Article Preview
TopIntroduction
The integration of multiple functionalities on a single hardware platform is an increasing trend in the design of embedded systems with the consideration of reducing cost. While different functional tasks running on these systems share resources, they do not share the same criticality. The concept of mixed-criticality, which has been identified as one of the core foundational concepts in the emerging disciplines of Cyber Physical Systems, has risen. A mixed-critical system is an integrated suite of hardware, operating system and middleware services and application software that supports the execution of safety-critical, mission-critical, and non-critical computer tasks within a single, secure computing platform (Barhorst et al., 2009). Each safety-critical task in these systems is characterized by a level of assurance against failure, and such a level is defined in two or more distinct safety levels. For example, IEC 61508 defining four functional safety integrity levels is an international standard, published by the International Electro-technical Commission of rules applied in industry.
In practice, a lot of safety-critical embedded systems are real-time systems because safety-critical tasks usually cannot be delayed for their execution. A correct execution of such a task needs to be done before a deadline or otherwise the consequence can be catastrophic. In real-time systems, the estimation of a task's Worst Case Execution Time (WCET) plays an important role in scheduling. When a mixed-criticality system is developed, the system designers estimate and define the WCETs as a parameter of the real-time tasks. Then, the system is validated by ensuring that the critical real-time tasks, including safety-critical and functionality-critical tasks, are schedulable. Some of the systems, such as civilian and defense avionics, are subject to mandatory certification requirements by statutory organizations (Baruah et al., 2012).

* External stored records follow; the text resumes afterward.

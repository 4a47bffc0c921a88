//! Spin-off concept generation.

use crate::condense::source_context;
use crate::extraction::{ConceptCandidate, contains_marker, extract_json, parse_concepts};
use crate::{CompletionClient, PromptTemplates};
use novelist_core::{
    CompletionOptions, Concept, ConceptId, Provenance, RunConfig, SourceDocument,
    content_fingerprint,
};
use novelist_error::{NovelistError, NovelistResult, PipelineError, PipelineErrorKind};
use serde_json::Value;
use std::collections::HashSet;
use std::sync::Arc;
use tracing::{debug, info, instrument, warn};

/// Requests spin-off concepts until enough usable ones are collected.
///
/// Each round asks only for the missing count and lists everything accepted
/// so far (plus any seed concepts) so the model heads in new directions.
/// Concepts are deduplicated by normalized setting and plot, and ids are
/// allocated in acceptance order starting at 1.
///
/// With more than one reflection pass configured, every accepted concept is
/// sent back for improvement until the model repeats it with the done marker
/// or the passes run out.
#[derive(Debug, Clone)]
pub struct IdeaGenerator {
    client: CompletionClient,
    templates: Arc<PromptTemplates>,
    extra_rounds: u32,
    reflections: u32,
    done_marker: String,
    condense_chars: usize,
    temperature: f32,
    seeds: Vec<Value>,
    summary: Option<String>,
}

impl IdeaGenerator {
    /// Generator using the run's round budget, source budget and temperature.
    pub fn new(client: CompletionClient, templates: Arc<PromptTemplates>, run: &RunConfig) -> Self {
        Self {
            client,
            templates,
            extra_rounds: run.extra_idea_rounds,
            reflections: run.idea_reflections.max(1),
            done_marker: run.done_marker.clone(),
            condense_chars: run.condense_chars,
            temperature: run.idea_temperature,
            seeds: Vec::new(),
            summary: None,
        }
    }

    /// Example concepts shown to the model as directions to avoid.
    pub fn with_seeds(mut self, seeds: Vec<Value>) -> Self {
        self.seeds = seeds;
        self
    }

    /// Source summary included ahead of the excerpts.
    pub fn with_summary(mut self, summary: Option<String>) -> Self {
        self.summary = summary;
        self
    }

    fn previous_block(&self, accepted: &[Concept]) -> String {
        let mut entries: Vec<String> = self
            .seeds
            .iter()
            .map(|seed| serde_json::to_string_pretty(seed).unwrap_or_else(|_| seed.to_string()))
            .collect();
        entries.extend(accepted.iter().map(Concept::to_prompt_block));
        if entries.is_empty() {
            "(none yet)".to_string()
        } else {
            entries.join("\n\n")
        }
    }

    /// Improves `candidate` over the remaining reflection passes.
    ///
    /// Stops early when the response carries the done marker. A failed or
    /// unparseable pass keeps the latest usable version.
    async fn reflect(
        &self,
        title: &str,
        candidate: &ConceptCandidate,
        options: &CompletionOptions,
    ) -> NovelistResult<ConceptCandidate> {
        let mut current = candidate.clone();
        for round in 2..=self.reflections {
            let concept = serde_json::to_string_pretty(&current.to_json())
                .unwrap_or_else(|_| current.to_json().to_string());
            let prompt = self.templates.idea_reflection(
                title,
                &concept,
                round,
                self.reflections,
                &self.done_marker,
            )?;
            let text = match self.client.complete("idea_reflection", &prompt, options).await {
                Ok(text) => text,
                Err(err) => {
                    let err = NovelistError::from(err);
                    if err.is_cancelled() {
                        return Err(err);
                    }
                    warn!(round, error = %err, "Reflection failed, keeping current concept");
                    break;
                }
            };

            match extract_json(&text).and_then(|value| parse_concepts(&value).into_iter().next()) {
                Some(mut improved) => {
                    if improved.name.is_empty() {
                        improved.name = current.name.clone();
                    }
                    current = improved;
                }
                None => warn!(round, "Reflection contained no usable concept"),
            }
            if contains_marker(&text, &self.done_marker) {
                debug!(round, name = %current.name, "Concept converged");
                break;
            }
        }
        Ok(current)
    }

    /// Generates up to `count` distinct concepts for `source`.
    ///
    /// Returns fewer than `count` concepts when the extra rounds run out, with
    /// a warning. A request that fails after some concepts were accepted ends
    /// generation with the concepts obtained so far.
    ///
    /// # Errors
    ///
    /// Cancellation is returned as it is, and so is any completion failure
    /// before a concept was accepted. `NoIdeasGenerated` is returned when no
    /// usable concept was obtained at all.
    #[instrument(skip(self, source), fields(title = %source.title()))]
    pub async fn generate(&self, source: &SourceDocument, count: usize) -> NovelistResult<Vec<Concept>> {
        let context = source_context(source, self.condense_chars, self.summary.as_deref());
        let options = self.client.options(self.temperature);

        let mut fingerprints: HashSet<String> = self
            .seeds
            .iter()
            .flat_map(parse_concepts)
            .map(|seed| content_fingerprint(&seed.setting, &seed.plot))
            .collect();
        let mut accepted: Vec<Concept> = Vec::with_capacity(count);
        let mut next_id = ConceptId::new(1);

        for round in 0..=self.extra_rounds {
            let missing = count.saturating_sub(accepted.len());
            if missing == 0 {
                break;
            }

            let previous = self.previous_block(&accepted);
            let prompt = self
                .templates
                .ideas(source.title(), &context, &previous, missing)?;
            let text = match self.client.complete("ideas", &prompt, &options).await {
                Ok(text) => text,
                Err(err) => {
                    let err = NovelistError::from(err);
                    if accepted.is_empty() || err.is_cancelled() {
                        return Err(err);
                    }
                    warn!(
                        round,
                        accepted = accepted.len(),
                        error = %err,
                        "Idea request failed, keeping concepts accepted so far"
                    );
                    break;
                }
            };

            let candidates = extract_json(&text)
                .map(|value| parse_concepts(&value))
                .unwrap_or_default();
            if candidates.is_empty() {
                warn!(round, "Response contained no usable concepts");
                continue;
            }

            for candidate in candidates {
                if accepted.len() == count {
                    break;
                }
                let fingerprint = content_fingerprint(&candidate.setting, &candidate.plot);
                if !fingerprints.insert(fingerprint.clone()) {
                    debug!(round, name = %candidate.name, "Skipping duplicate concept");
                    continue;
                }
                let candidate = if self.reflections > 1 {
                    let improved = self.reflect(source.title(), &candidate, &options).await?;
                    let improved_fingerprint =
                        content_fingerprint(&improved.setting, &improved.plot);
                    if improved_fingerprint == fingerprint
                        || fingerprints.insert(improved_fingerprint)
                    {
                        improved
                    } else {
                        debug!(
                            round,
                            name = %candidate.name,
                            "Reflection matched an existing concept"
                        );
                        candidate
                    }
                } else {
                    candidate
                };
                let name = if candidate.name.is_empty() {
                    format!("idea_{}", next_id.ordinal())
                } else {
                    candidate.name
                };
                let concept = Concept::new(
                    next_id,
                    name,
                    candidate.setting,
                    candidate.plot,
                    candidate.details,
                    Provenance::new(round, &prompt, self.client.model_name()),
                );
                debug!(concept_id = %next_id, round, "Accepted concept");
                accepted.push(concept);
                next_id = next_id.next();
            }
        }

        if accepted.is_empty() {
            return Err(PipelineError::new(PipelineErrorKind::NoIdeasGenerated).into());
        }
        if accepted.len() < count {
            warn!(
                requested = count,
                obtained = accepted.len(),
                "Proceeding with a partial idea batch"
            );
        } else {
            info!(count = accepted.len(), "Generated concepts");
        }
        Ok(accepted)
    }
}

These systems must be certified after the design and before their implementation. In the certification process, Certification Authorities (CA's) tend to be very concerned about the safety requirement. They may be more conservative in estimating the WCETs of the safety-critical tasks, using longer WCETs when certifying the systems. The difference between the two different estimations brings to light some of the new, interesting real-time scheduling problems. It is well-known that conventional scheduling methods cannot satisfactorily address these problems.
In a mixed-criticality system, computation quality is also clearly important. Faults or errors may happen during a task's execution which can either produce incorrect results or cause critical tasks to miss deadlines. There are two types of faults classified for happening on computer systems, permanent or transient. Permanent means faults that cannot be recovered, such as hardware damage and shutdown. Transient faults, by contrast, can be recovered after the fault is gone. A common example of transient fault is the inducing in memory cells of spurious values, caused by charged particles (e.g., alpha particles) passing through them (Krishna, 2014). In computer system transient faults occur much more frequently than permanent faults do (Castillo et al., 1982; Iyer et al., 1986). Transient faults can be tolerated by adding redundancy where a task will be re-executed if it completes with errors. In a real-time system, the redundancy is considered as a time redundancy where a re-execution is done by using slack. Slack is defined as time between when tasks finish and their respective deadlines. If the length of a slack is sufficiently long, a re-execution of the task can be run by exploiting the slack. A system that faults can be recovered generally is called a fault-tolerant system.